I was looking at my junk in the mirror when I looked up to see the window behind me so then I went to the living room to find a damned undead puppet of our dark lord the Mourning Star or space gas ( fucking Romero ) eating some of those cheap ass like 35 cent burritos, ya know the ones you get when your poor , on my freaking futon! I says to the Johnny Carson looking zombie "Hells no." and then I punched myself in the chin for talking like a gang member. (I'm white mind you) So here comes Johnny ( sorry I had to ) coming right towards me , when out of nowhere I realize hey I didn't put my pants back on.So since zombies are truly slow ,unlike in the horrible remake of Dawn of the Dead and the crappy ass 28 days/ weeks later films, I gave myself a shrieking break to get my wrangles,can't kick ass without em.My return to the room had given me some new answers like why did I think wrangles were the only good pants to have for a fight, dress pants equally cool if not even better, and why the zombie is now a paraplegic on my floor?

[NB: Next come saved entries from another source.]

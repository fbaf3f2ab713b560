//! Scene importer functionality

use std::{path::Path, sync::Arc};

use crate::{
    error::{Error, Result},
    formats::{ReaderFactory, ReaderRegistry},
    io::{self, DefaultFileSystem, FileSystem},
    postprocess::{self, PostProcessSteps},
    scene::Scene,
    types::Matrix4x4,
};

/// File name given to buffers imported from memory. The hint is appended as
/// the extension so extension-based dispatch still works.
pub const MEMORY_FILE_PREFIX: &str = "$$$___magic___$$$";

/// A property store for configuring import behavior
///
/// Properties are kept in the order they were set. When a name is set more
/// than once, the last value wins.
#[derive(Debug, Clone, PartialEq, Default)]
pub struct PropertyStore {
    properties: Vec<(String, PropertyValue)>,
}

impl PropertyStore {
    /// Create a new empty property store
    pub const fn new() -> Self {
        Self {
            properties: Vec::new(),
        }
    }

    /// Set an integer property
    pub fn set_int<S: Into<String>>(&mut self, name: S, value: i32) -> &mut Self {
        self.properties
            .push((name.into(), PropertyValue::Integer(value)));
        self
    }

    /// Set a float property
    pub fn set_float<S: Into<String>>(&mut self, name: S, value: f32) -> &mut Self {
        self.properties.push((name.into(), PropertyValue::Float(value)));
        self
    }

    /// Set a string property
    pub fn set_string<S: Into<String>, V: Into<String>>(&mut self, name: S, value: V) -> &mut Self {
        self.properties
            .push((name.into(), PropertyValue::String(value.into())));
        self
    }

    /// Set a boolean property
    pub fn set_bool<S: Into<String>>(&mut self, name: S, value: bool) -> &mut Self {
        self.properties
            .push((name.into(), PropertyValue::Boolean(value)));
        self
    }

    /// Set a matrix property
    pub fn set_matrix<S: Into<String>>(&mut self, name: S, value: Matrix4x4) -> &mut Self {
        self.properties
            .push((name.into(), PropertyValue::Matrix(value)));
        self
    }

    /// Current value of a property
    pub fn get(&self, name: &str) -> Option<&PropertyValue> {
        self.properties
            .iter()
            .rev()
            .find(|(key, _)| key == name)
            .map(|(_, value)| value)
    }

    /// Check if a property has been set
    pub fn contains(&self, name: &str) -> bool {
        self.get(name).is_some()
    }

    /// Integer value of a property. Booleans read as 0 or 1.
    pub fn get_int(&self, name: &str, default: i32) -> i32 {
        match self.get(name) {
            Some(PropertyValue::Integer(v)) => *v,
            Some(PropertyValue::Boolean(b)) => i32::from(*b),
            _ => default,
        }
    }

    /// Boolean value of a property. Integers are true when non-zero.
    pub fn get_bool(&self, name: &str, default: bool) -> bool {
        match self.get(name) {
            Some(PropertyValue::Boolean(b)) => *b,
            Some(PropertyValue::Integer(v)) => *v != 0,
            _ => default,
        }
    }

    /// Float value of a property. Integers are converted.
    pub fn get_float(&self, name: &str, default: f32) -> f32 {
        match self.get(name) {
            Some(PropertyValue::Float(v)) => *v,
            Some(PropertyValue::Integer(v)) => *v as f32,
            _ => default,
        }
    }

    /// String value of a property
    pub fn get_string(&self, name: &str) -> Option<&str> {
        match self.get(name) {
            Some(PropertyValue::String(s)) => Some(s),
            _ => None,
        }
    }

    /// Matrix value of a property
    pub fn get_matrix(&self, name: &str) -> Option<Matrix4x4> {
        match self.get(name) {
            Some(PropertyValue::Matrix(m)) => Some(*m),
            _ => None,
        }
    }

    /// A copy of this store with `overrides` applied on top
    pub fn merged(&self, overrides: &PropertyStore) -> PropertyStore {
        let mut merged = self.clone();
        merged.properties.extend(overrides.properties.iter().cloned());
        merged
    }

    /// Get all properties as a slice
    pub fn properties(&self) -> &[(String, PropertyValue)] {
        &self.properties
    }

    /// Clear all properties
    pub fn clear(&mut self) {
        self.properties.clear();
    }

    /// Check if the property store is empty
    pub fn is_empty(&self) -> bool {
        self.properties.is_empty()
    }

    /// Get the number of properties
    pub fn len(&self) -> usize {
        self.properties.len()
    }
}

impl From<Vec<(String, PropertyValue)>> for PropertyStore {
    fn from(properties: Vec<(String, PropertyValue)>) -> Self {
        Self { properties }
    }
}

impl From<PropertyStore> for Vec<(String, PropertyValue)> {
    fn from(store: PropertyStore) -> Self {
        store.properties
    }
}

/// Common import property keys
pub mod import_properties {
    /// Keyframe used by readers that pick a single frame (int, default 0)
    pub const GLOBAL_KEYFRAME: &str = "IMPORT_GLOBAL_KEYFRAME";

    /// SMD: frame kept from a `vertexanimation` section (int, defaults to [`GLOBAL_KEYFRAME`])
    pub const SMD_KEYFRAME: &str = "IMPORT_SMD_KEYFRAME";

    /// SMD: read `<name>_animation.txt` next to the model (bool, default true)
    pub const SMD_LOAD_ANIMATION_LIST: &str = "IMPORT_SMD_LOAD_ANIMATION_LIST";

    /// LWS: first frame of the imported range, overriding the file (int)
    pub const LWS_ANIM_START: &str = "IMPORT_LWS_ANIM_START";

    /// LWS: last frame of the imported range, overriding the file (int)
    pub const LWS_ANIM_END: &str = "IMPORT_LWS_ANIM_END";

    /// Skip optional work such as making merged names unique (bool, default false)
    pub const FAVOUR_SPEED: &str = "FAVOUR_SPEED";

    /// Do not generate placeholder meshes for bone-only scenes (bool, default false)
    pub const NO_SKELETON_MESHES: &str = "IMPORT_NO_SKELETON_MESHES";

    /// Import only the layer with this index from layered files (int, unset = all)
    pub const ONE_LAYER_ONLY: &str = "IMPORT_ONE_LAYER_ONLY";

    /// AC3D: evaluate `subdiv` levels with Catmull-Clark (bool, default true)
    pub const AC_EVAL_SUBDIVISION: &str = "IMPORT_AC_EVAL_SUBDIVISION";
}

/// Property values that can be set for import configuration
#[derive(Debug, Clone, PartialEq)]
pub enum PropertyValue {
    /// Integer property
    Integer(i32),
    /// Float property
    Float(f32),
    /// String property
    String(String),
    /// Boolean property
    Boolean(bool),
    /// Matrix property (4x4 transformation matrix)
    Matrix(Matrix4x4),
}

/// Builder for configuring and executing scene imports
#[derive(Debug, Clone)]
pub struct ImportBuilder {
    registry: Arc<ReaderRegistry>,
    post_process: PostProcessSteps,
    properties: PropertyStore,
    file_system: Option<Arc<dyn FileSystem>>,
}

impl ImportBuilder {
    /// Create a new import builder using the built-in readers
    pub fn new() -> Self {
        Self::with_registry(ReaderRegistry::global())
    }

    pub(crate) fn with_registry(registry: Arc<ReaderRegistry>) -> Self {
        Self {
            registry,
            post_process: PostProcessSteps::default(),
            properties: PropertyStore::new(),
            file_system: None,
        }
    }

    /// Set the post-processing steps to apply
    pub fn with_post_process(mut self, steps: PostProcessSteps) -> Self {
        self.post_process = steps;
        self
    }

    /// Add post-processing steps to the current set
    pub fn add_post_process(mut self, steps: PostProcessSteps) -> Self {
        self.post_process |= steps;
        self
    }

    /// Set an integer property
    pub fn with_property_int<S: Into<String>>(mut self, name: S, value: i32) -> Self {
        self.properties.set_int(name, value);
        self
    }

    /// Set a float property
    pub fn with_property_float<S: Into<String>>(mut self, name: S, value: f32) -> Self {
        self.properties.set_float(name, value);
        self
    }

    /// Set a string property
    pub fn with_property_string<S: Into<String>, V: Into<String>>(
        mut self,
        name: S,
        value: V,
    ) -> Self {
        self.properties.set_string(name, value);
        self
    }

    /// Set a boolean property
    pub fn with_property_bool<S: Into<String>>(mut self, name: S, value: bool) -> Self {
        self.properties.set_bool(name, value);
        self
    }

    /// Set a matrix property
    pub fn with_property_matrix<S: Into<String>>(mut self, name: S, value: Matrix4x4) -> Self {
        self.properties.set_matrix(name, value);
        self
    }

    /// Set properties from a PropertyStore
    pub fn with_property_store(mut self, store: PropertyStore) -> Self {
        self.properties.properties.extend(store.properties);
        self
    }

    /// Set properties from a PropertyStore by reference
    pub fn with_property_store_ref(mut self, store: &PropertyStore) -> Self {
        self.properties
            .properties
            .extend(store.properties.iter().cloned());
        self
    }

    /// Set a custom file system. The primary file and every file it
    /// references are opened through it.
    pub fn with_file_system(mut self, file_system: Arc<dyn FileSystem>) -> Self {
        self.file_system = Some(file_system);
        self
    }

    /// Properties that will be passed to the readers
    pub fn properties(&self) -> &PropertyStore {
        &self.properties
    }

    /// Import a scene from a file path
    pub fn import_file<P: AsRef<Path>>(self, path: P) -> Result<Scene> {
        let path = path.as_ref().to_string_lossy().into_owned();
        let fs = self.file_system();
        if !fs.exists(&path) {
            return Err(Error::file_error(format!("file not found: {path}")));
        }
        let data = io::read_all(fs.as_ref(), &path)?;
        self.run(&path, &data, fs.as_ref())
    }

    /// Import a scene from memory buffer
    ///
    /// `hint` is the file extension used to pick a reader. Files referenced by
    /// the buffer are looked up through the configured file system.
    pub fn import_from_memory(self, data: &[u8], hint: Option<&str>) -> Result<Scene> {
        if data.is_empty() {
            return Err(Error::invalid_parameter("memory buffer is empty"));
        }
        let name = format!("{MEMORY_FILE_PREFIX}.{}", hint.unwrap_or_default());
        let fs = self.file_system();
        self.run(&name, data, fs.as_ref())
    }

    /// Import a scene from a file path on a blocking worker thread
    #[cfg(feature = "tokio")]
    pub async fn import_file_async<P: AsRef<Path>>(self, path: P) -> Result<Scene> {
        let path = path.as_ref().to_path_buf();
        tokio::task::spawn_blocking(move || self.import_file(path))
            .await
            .map_err(|e| Error::import_failed(format!("import task failed: {e}")))?
    }

    fn file_system(&self) -> Arc<dyn FileSystem> {
        self.file_system
            .clone()
            .unwrap_or_else(|| Arc::new(DefaultFileSystem))
    }

    fn run(&self, path: &str, data: &[u8], fs: &dyn FileSystem) -> Result<Scene> {
        log::info!("importing {path} ({} bytes)", data.len());
        let mut scene = self
            .registry
            .import(path, data, fs, &self.properties, &[])?;
        postprocess::apply(&mut scene, self.post_process)?;
        log::debug!(
            "imported {path}: {} nodes, {} meshes, {} diagnostics",
            scene.num_nodes(),
            scene.num_meshes(),
            scene.import_diagnostics().len()
        );
        Ok(scene)
    }
}

impl Default for ImportBuilder {
    fn default() -> Self {
        Self::new()
    }
}

/// Main importer interface
#[derive(Debug, Clone)]
pub struct Importer {
    registry: Arc<ReaderRegistry>,
}

impl Importer {
    /// Create a new importer with the built-in readers
    pub fn new() -> Self {
        Self {
            registry: ReaderRegistry::global(),
        }
    }

    /// Create an importer that dispatches to the readers of `registry`
    pub fn with_registry(registry: ReaderRegistry) -> Self {
        Self {
            registry: Arc::new(registry),
        }
    }

    /// Register an additional reader. It is consulted after the existing ones.
    pub fn register_reader(&mut self, factory: ReaderFactory) -> &mut Self {
        Arc::make_mut(&mut self.registry).register(factory);
        self
    }

    /// Readers known to this importer
    pub fn registry(&self) -> &ReaderRegistry {
        &self.registry
    }

    /// Start building an import operation
    pub fn read_file<P: AsRef<Path>>(&self, _path: P) -> ImportBuilder {
        ImportBuilder::with_registry(self.registry.clone())
    }

    /// Start building an import operation from memory
    pub fn read_from_memory(&self, _data: &[u8]) -> ImportBuilder {
        ImportBuilder::with_registry(self.registry.clone())
    }

    /// Quick import with default settings
    pub fn import_file<P: AsRef<Path>>(&self, path: P) -> Result<Scene> {
        self.read_file(&path).import_file(path)
    }

    /// Quick import from memory with default settings
    pub fn import_from_memory(&self, data: &[u8], hint: Option<&str>) -> Result<Scene> {
        self.read_from_memory(data).import_from_memory(data, hint)
    }

    /// Quick import on a blocking worker thread
    #[cfg(feature = "tokio")]
    pub async fn import_file_async<P: AsRef<Path>>(&self, path: P) -> Result<Scene> {
        self.read_file(&path).import_file_async(path).await
    }
}

impl Default for Importer {
    fn default() -> Self {
        Self::new()
    }
}
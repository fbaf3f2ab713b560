//! Stereolithography (STL) reader
//!
//! Both flavours are handled. A binary file is an 80 byte header, a little
//! endian facet count and 50 bytes per facet; it is recognised purely by its
//! size. An ASCII file is one or more `solid ... endsolid` blocks.

use crate::{
    builder::SceneBuilder,
    error::{Error, Result},
    formats::{FormatReader, ImportContext, has_extension},
    importer::{PropertyStore, import_properties},
    importer_desc::{ImporterDesc, ImporterFlags},
    material::{DEFAULT_MATERIAL_NAME, Material, material_keys},
    mesh::{Face, Mesh},
    scanner::{Scanner, search_header_for_tokens},
    scene::{Scene, SceneFlags},
    types::{Color3D, Color4D, Matrix4x4, Vector3D},
};

static DESC: ImporterDesc = ImporterDesc {
    name: "Stereolithography (STL) Importer",
    author: "",
    maintainer: "",
    comments: "",
    flags: ImporterFlags::SUPPORT_TEXT_FLAVOUR.union(ImporterFlags::SUPPORT_BINARY_FLAVOUR),
    min_major: 0,
    max_major: 0,
    min_minor: 0,
    max_minor: 0,
    file_extensions: &["stl"],
};

const FORMAT: &str = "STL";
const HEADER_SIZE: usize = 80;
const BINARY_PREFIX: usize = HEADER_SIZE + 4;
const FACET_SIZE: usize = 50;
/// Bytes checked for 8-bit characters when telling ASCII from binary
const ASCII_PROBE: usize = 500;

/// Whether `data` has exactly the size a binary STL with its facet count has
pub fn is_binary_stl(data: &[u8]) -> bool {
    match facet_count(data) {
        Some(count) => BINARY_PREFIX as u64 + count as u64 * FACET_SIZE as u64 == data.len() as u64,
        None => false,
    }
}

/// Whether `data` looks like an ASCII STL: `solid` after optional
/// whitespace, and no 8-bit characters at the start of a large file.
///
/// Plenty of binary exporters start their header with `solid` as well, so
/// the keyword alone is not enough.
pub fn is_ascii_stl(data: &[u8]) -> bool {
    if is_binary_stl(data) {
        return false;
    }
    let mut scanner = Scanner::new(data);
    if !scanner.skip_spaces_and_line_ends() || scanner.remaining().len() <= 5 {
        return false;
    }
    let rest = scanner.remaining();
    if !rest.starts_with(b"solid") {
        return false;
    }
    data.len() < ASCII_PROBE || rest.iter().take(ASCII_PROBE).all(u8::is_ascii)
}

fn facet_count(data: &[u8]) -> Option<u32> {
    let bytes = data.get(HEADER_SIZE..BINARY_PREFIX)?;
    Some(u32::from_le_bytes([bytes[0], bytes[1], bytes[2], bytes[3]]))
}

fn read_vec3(bytes: &[u8]) -> Vector3D {
    let f = |i: usize| f32::from_le_bytes([bytes[i], bytes[i + 1], bytes[i + 2], bytes[i + 3]]);
    Vector3D::new(f(0), f(4), f(8))
}

/// Facets of a binary file, three unshared vertices each
#[derive(Debug, Default)]
struct BinaryStl {
    positions: Vec<Vector3D>,
    normals: Vec<Vector3D>,
    colors: Option<Vec<Color4D>>,
    /// Colour from a Materialise `COLOR=` header
    header_color: Option<Color4D>,
}

/// One `solid` block of an ASCII file
#[derive(Debug, Default)]
struct Solid {
    name: Option<String>,
    positions: Vec<Vector3D>,
    normals: Vec<Vector3D>,
}

/// Reader for `.stl` files
#[derive(Debug, Default)]
pub struct StlReader {
    layer: Option<usize>,
}

impl FormatReader for StlReader {
    fn info(&self) -> &'static ImporterDesc {
        &DESC
    }

    fn can_read(&self, path: &str, data: &[u8], deep_check: bool) -> bool {
        if !deep_check {
            return has_extension(path, &DESC);
        }
        search_header_for_tokens(data, &["STL", "solid"], 200)
    }

    fn configure(&mut self, properties: &PropertyStore) {
        self.layer = usize::try_from(properties.get_int(import_properties::ONE_LAYER_ONLY, -1)).ok();
    }

    fn read(&mut self, _path: &str, data: &[u8], ctx: &mut ImportContext<'_>) -> Result<Scene> {
        if is_binary_stl(data) {
            build_binary(parse_binary(data)?)
        } else if is_ascii_stl(data) {
            let solids = parse_ascii(data, ctx)?;
            self.build_ascii(solids, ctx)
        } else {
            Err(Error::parse(FORMAT, "failed to determine STL storage representation"))
        }
    }
}

fn parse_binary(data: &[u8]) -> Result<BinaryStl> {
    let count = facet_count(data).ok_or(Error::Truncated {
        format: FORMAT,
        expected: BINARY_PREFIX,
        actual: data.len(),
    })? as usize;
    let expected = BINARY_PREFIX + count * FACET_SIZE;
    if data.len() < expected {
        return Err(Error::Truncated {
            format: FORMAT,
            expected,
            actual: data.len(),
        });
    }
    if count == 0 {
        return Err(Error::NoGeometry { format: FORMAT });
    }

    let header = &data[..HEADER_SIZE];
    let header_color = header.windows(6).position(|w| w == b"COLOR=").map(|at| {
        log::info!("STL: taking code path for Materialise files");
        let c = &data[at + 6..at + 10];
        Color4D::new(c[0] as f32, c[1] as f32, c[2] as f32, c[3] as f32) / 255.0
    });
    let default_color = header_color.unwrap_or(Color4D::splat(0.6));

    let mut stl = BinaryStl {
        positions: Vec::with_capacity(count * 3),
        normals: Vec::with_capacity(count * 3),
        colors: None,
        header_color,
    };
    for (i, facet) in data[BINARY_PREFIX..expected].chunks_exact(FACET_SIZE).enumerate() {
        let normal = read_vec3(&facet[0..12]);
        stl.normals.extend([normal; 3]);
        stl.positions.extend([
            read_vec3(&facet[12..24]),
            read_vec3(&facet[24..36]),
            read_vec3(&facet[36..48]),
        ]);

        let color = u16::from_le_bytes([facet[48], facet[49]]);
        if color & 0x8000 == 0 {
            continue;
        }
        let colors = stl.colors.get_or_insert_with(|| {
            log::info!("STL: mesh has vertex colors");
            vec![default_color; count * 3]
        });
        let channel = |shift: u16| ((color >> shift) & 0x1f) as f32 / 31.0;
        // Materialise files store the channels in reverse order
        let rgb = if header_color.is_some() {
            Color4D::new(channel(0), channel(5), channel(10), 1.0)
        } else {
            Color4D::new(channel(10), channel(5), channel(0), 1.0)
        };
        colors[i * 3..i * 3 + 3].fill(rgb);
    }
    Ok(stl)
}

fn triangles(vertex_count: usize) -> Vec<Face> {
    (0..vertex_count as u32)
        .step_by(3)
        .map(|base| Face::new(vec![base, base + 1, base + 2]))
        .collect()
}

fn default_material(diffuse: Color3D) -> Material {
    let mut material = Material::named(DEFAULT_MATERIAL_NAME);
    material.set_color(material_keys::COLOR_DIFFUSE, diffuse);
    material.set_color(material_keys::COLOR_SPECULAR, diffuse);
    material.set_color(material_keys::COLOR_AMBIENT, Color3D::splat(0.05));
    material
}

fn build_binary(stl: BinaryStl) -> Result<Scene> {
    let mut builder = SceneBuilder::new();
    let root = builder.add_node("<STL_BINARY>", Matrix4x4::IDENTITY, None);
    let node = builder.add_node("<STL_BINARY>_mesh", Matrix4x4::IDENTITY, Some(root));

    // a header colour only becomes the material colour without per-face colours
    let diffuse = match (&stl.colors, stl.header_color) {
        (None, Some(color)) => color.truncate(),
        _ => Color3D::ONE,
    };
    let material = builder.add_material(default_material(diffuse));

    let faces = triangles(stl.positions.len());
    let mut mesh = Mesh::new("", stl.positions, faces)
        .with_normals(stl.normals)
        .with_material_index(material);
    if let Some(colors) = stl.colors {
        mesh = mesh.with_vertex_colors(0, colors);
    }
    let mesh = builder.add_mesh(mesh);
    builder.attach_mesh(node, mesh);
    builder.build()
}

fn parse_vec3(scanner: &mut Scanner<'_>) -> Vector3D {
    let x = scanner.parse_float().unwrap_or_default();
    let y = scanner.parse_float().unwrap_or_default();
    let z = scanner.parse_float().unwrap_or_default();
    Vector3D::new(x, y, z)
}

fn parse_ascii(data: &[u8], ctx: &mut ImportContext<'_>) -> Result<Vec<Solid>> {
    let mut solids = Vec::new();
    let mut scanner = Scanner::new(data);

    while is_ascii_stl(scanner.remaining()) {
        scanner.skip_spaces_and_line_ends();
        scanner.advance("solid".len());
        let mut solid = Solid {
            name: scanner.next_token().map(|name| name.into_owned()),
            ..Solid::default()
        };

        let mut facet_vertices = 3;
        loop {
            if !scanner.skip_spaces_and_line_ends() {
                ctx.warn("unexpected end of file, 'endsolid' was expected");
                break;
            }
            if scanner.token_match("facet") {
                if facet_vertices != 3 {
                    ctx.warn("a new facet begins but the previous one is incomplete");
                }
                facet_vertices = 0;
                scanner.skip_spaces();
                let normal = if scanner.token_match("normal") {
                    parse_vec3(&mut scanner)
                } else {
                    ctx.warn(format!(
                        "line {}: a facet normal vector was expected but not found",
                        scanner.line_number()
                    ));
                    Vector3D::ZERO
                };
                solid.normals.extend([normal; 3]);
            } else if scanner.token_match("vertex") {
                if facet_vertices >= 3 {
                    ctx.error(format!(
                        "line {}: a facet with more than 3 vertices has been found",
                        scanner.line_number()
                    ));
                    scanner.skip_line();
                } else {
                    solid.positions.push(parse_vec3(&mut scanner));
                    facet_vertices += 1;
                }
            } else if scanner.token_match("endsolid") {
                scanner.skip_line();
                break;
            } else {
                // outer, loop, endloop, endfacet and anything unknown
                scanner.next_token();
            }
        }

        if solid.positions.len() % 3 != 0 {
            return Err(Error::parse(FORMAT, "invalid number of vertices"));
        }
        // a vertex without a facet line leaves the normals behind
        if solid.normals.len() != solid.positions.len() {
            return Err(Error::parse(
                FORMAT,
                "normal count does not match the vertex count",
            ));
        }
        solids.push(solid);
    }
    Ok(solids)
}

impl StlReader {
    fn build_ascii(&self, mut solids: Vec<Solid>, ctx: &mut ImportContext<'_>) -> Result<Scene> {
        if let Some(layer) = self.layer {
            if layer < solids.len() {
                solids = vec![solids.swap_remove(layer)];
            } else {
                ctx.warn(format!(
                    "solid {layer} was requested but the file has only {}, loading all of them",
                    solids.len()
                ));
            }
        }

        let mut builder = SceneBuilder::new();
        let root = builder.add_node("<STL_ASCII>", Matrix4x4::IDENTITY, None);
        let material = builder.add_material(default_material(Color3D::ONE));

        for (index, solid) in solids.into_iter().enumerate() {
            let name = solid.name.unwrap_or_else(|| format!("solid_{index}"));
            let node = builder.add_node(name.clone(), Matrix4x4::IDENTITY, Some(root));
            if solid.positions.is_empty() {
                ctx.warn(format!("solid '{name}' is empty or invalid, no data loaded"));
                continue;
            }
            let faces = triangles(solid.positions.len());
            let mesh = Mesh::new(name, solid.positions, faces)
                .with_normals(solid.normals)
                .with_material_index(material);
            let mesh = builder.add_mesh(mesh);
            builder.attach_mesh(node, mesh);
        }
        if builder.num_meshes() == 0 {
            builder.insert_flags(SceneFlags::INCOMPLETE);
        }
        builder.build()
    }
}
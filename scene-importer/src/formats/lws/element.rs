//! Line-oriented element tree of LightWave scene files
//!
//! Every line is one element: its first word and the rest of the line. A
//! line starting with `{` opens a block whose elements become children of
//! that line, and a line starting with `}` closes it. Plugin sections are
//! kept as a single element without their body.

use crate::{
    error::{Error, Result},
    formats::MAX_DEPTH,
    scanner::Scanner,
};

use super::FORMAT;

/// One line of a scene file
#[derive(Debug, Clone, Default, PartialEq, Eq)]
pub(crate) struct Element {
    pub keyword: String,
    pub value: String,
    pub children: Vec<Element>,
}

impl Element {
    fn new(keyword: String, value: String) -> Self {
        Self {
            keyword,
            value,
            children: Vec::new(),
        }
    }
}

/// Parse `data` into an unnamed root element holding the top-level lines.
///
/// Fails with [`Error::RecursionLimit`] when blocks nest deeper than
/// [`MAX_DEPTH`]. Unbalanced braces are tolerated: a stray `}` is skipped
/// and blocks still open at the end of the file are closed.
pub(crate) fn parse(data: &[u8]) -> Result<Element> {
    let mut scanner = Scanner::new(data);
    // open blocks, the root first
    let mut stack = vec![Element::default()];

    while scanner.skip_spaces_and_line_ends() {
        match scanner.peek() {
            Some(b'}') => {
                if stack.len() > 1 {
                    close_block(&mut stack);
                } else {
                    log::warn!("LWS: line {}: unbalanced '}}'", scanner.line_number());
                }
                scanner.skip_line();
                continue;
            }
            Some(b'{') => {
                scanner.advance(1);
                if stack.len() > MAX_DEPTH {
                    return Err(Error::RecursionLimit {
                        format: FORMAT,
                        limit: MAX_DEPTH,
                    });
                }
                let element = read_element(&mut scanner);
                stack.push(element);
            }
            _ => {
                let element = read_element(&mut scanner);
                let plugin = element.keyword == "Plugin";
                push_child(&mut stack, element);
                if plugin {
                    skip_plugin(&mut scanner);
                }
            }
        }
        scanner.skip_line();
    }

    while stack.len() > 1 {
        close_block(&mut stack);
    }
    Ok(stack.pop().unwrap_or_default())
}

fn read_element(scanner: &mut Scanner<'_>) -> Element {
    let keyword = scanner.next_token().unwrap_or_default().into_owned();
    let value = scanner.rest_of_line().into_owned();
    Element::new(keyword, value)
}

fn push_child(stack: &mut [Element], element: Element) {
    if let Some(top) = stack.last_mut() {
        top.children.push(element);
    }
}

fn close_block(stack: &mut Vec<Element>) {
    if let Some(block) = stack.pop() {
        push_child(stack, block);
    }
}

/// Leave the scanner on the `EndPlugin` line, or at the end of the data.
fn skip_plugin(scanner: &mut Scanner<'_>) {
    while scanner.skip_line() && scanner.skip_spaces_and_line_ends() {
        if scanner.remaining().starts_with(b"EndPlugin") {
            return;
        }
    }
}

#[cfg(test)]
mod tests {
    use super::*;

    #[test]
    fn test_blocks_and_plugins() {
        let root = parse(
            b"LWSC\n3\n\nChannel 0\n{ Envelope\n  1\n  Key 2 0 0 0 0 0 0 0 0\n}\n\
              Plugin Foo 1 Bar\n  junk { here\nEndPlugin\nLastFrame 10\n",
        )
        .expect("parses");
        let keywords: Vec<_> = root.children.iter().map(|e| e.keyword.as_str()).collect();
        assert_eq!(keywords, ["LWSC", "3", "Channel", "Envelope", "Plugin", "LastFrame"]);

        let envelope = &root.children[3];
        assert_eq!(envelope.children.len(), 2);
        assert_eq!(envelope.children[0].keyword, "1");
        assert_eq!(envelope.children[1].value, "2 0 0 0 0 0 0 0 0");
        assert_eq!(root.children[4].value, "Foo 1 Bar");
        assert_eq!(root.children[5].value, "10");
    }

    #[test]
    fn test_unbalanced_braces() {
        let root = parse(b"}\nA 1\n{ B\nC 2\n").expect("parses");
        assert_eq!(root.children.len(), 2);
        assert_eq!(root.children[1].keyword, "B");
        assert_eq!(root.children[1].children[0].keyword, "C");
    }

    #[test]
    fn test_nesting_limit() {
        let data = "{ Deeper\n".repeat(10_000);
        let err = parse(data.as_bytes()).unwrap_err();
        assert!(err.is_recursion_limit());
    }
}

But I had no time for dilly dallying so I went back to the bathroom.Halfway through pissing I thought If theres one zombie then that means hey where'd he come from.So I zipped up before I was done and ran outside to witness a Rodney King reenactment with undead  illegals,a couple of sticks , and a beagle. It wasn't long before I got pissed that they were in my lawn again so I called the cops they sorted everything out, the reason for the re-animated outbreak ,I'm told anyways, is none of my fuckin business.I then realized  I've been sitting in a comfy chair writing what is most likely crap ,that i'll regret  for a while, for Pretend there's a zombie attack happening where you live day.I get bored easy and sorry that it doesn't make sense its supposed to though ,and also Ash doesn't fight zombies he fights as we all  know the Necronomicon, possessions not crap like Super Monkey virus, but  however I made my story flexible enough for Ash to appear in it when I talked about the father of Damien.So if ya want imagine Bruce Campbell rolling around some houses chopping zombies up in England with pal Simon Pegg, oh one can only dream.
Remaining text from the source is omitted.